The answer must be every line of the records below that holds the word "AppState".

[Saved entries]
____
//! Shared fixtures for the server integration tests.
//!
//! Every test runs its own server on an ephemeral port, backed by an
//! in-memory store, and talks to it over real HTTP and WebSocket.

#![allow(dead_code)]

use std::future::Future;
use std::sync::Arc;
use std::time::Duration;

use armory_engine::MemoryBackend;
use armory_server::config::Config;
use armory_server::{build_router, AppState};

pub const ADMIN_CODE: &str = "4242";
pub const STORE_TOKEN: &str = "s3cret";

pub struct TestServer {
    pub base_url: String,
    pub store: Arc<MemoryBackend>,
    pub state: AppState,
}

impl TestServer {
    pub fn url(&self, path: &str) -> String {
        format!("{}{}", self.base_url, path)
    }

    pub fn ws_url(&self) -> String {
        format!("{}/v1/watch", self.base_url.replacen("http://", "ws://", 1))
    }
}

/// Open store, known admin code.
pub fn open_config() -> Config {
    Config {
        host: "127.0.0.1".to_string(),
        admin_code: Some(ADMIN_CODE.to_string()),
        ..Config::default()
    }
}

/// Store API behind [`STORE_TOKEN`].
pub fn guarded_config() -> Config {
    Config {
        store_token: Some(STORE_TOKEN.to_string()),
        ..open_config()
    }
}

pub async fn spawn_server(mut config: Config) -> TestServer {
    let listener = tokio::net::TcpListener::bind("127.0.0.1:0").await.unwrap();
    let addr = listener.local_addr().unwrap();
    let base_url = format!("http://{}", addr);

    config.port = addr.port();
    config.public_store_url = Some(base_url.clone());

    let store = MemoryBackend::shared();
    let state = AppState::new(store.clone(), config);
    let app = build_router(state.clone());

    tokio::spawn(async move {
        axum::serve(listener, app).await.unwrap();
    });

    TestServer {
        base_url,
        store,
        state,
    }
}

/// Poll `check` until it holds or two seconds pass.
pub async fn eventually<F, Fut>(mut check: F) -> bool
where
    F: FnMut() -> Fut,
    Fut: Future<Output = bool>,
{
    let deadline = tokio::time::Instant::now() + Duration::from_secs(2);
    while tokio::time::Instant::now() < deadline {
        if check().await {
            return true;
        }
        tokio::time::sleep(Duration::from_millis(10)).await;
    }
    false
}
____
■ **Output of the task**
use armory_server::{build_router, AppState};
    pub state: AppState,
    let state = AppState::new(store.clone(), config);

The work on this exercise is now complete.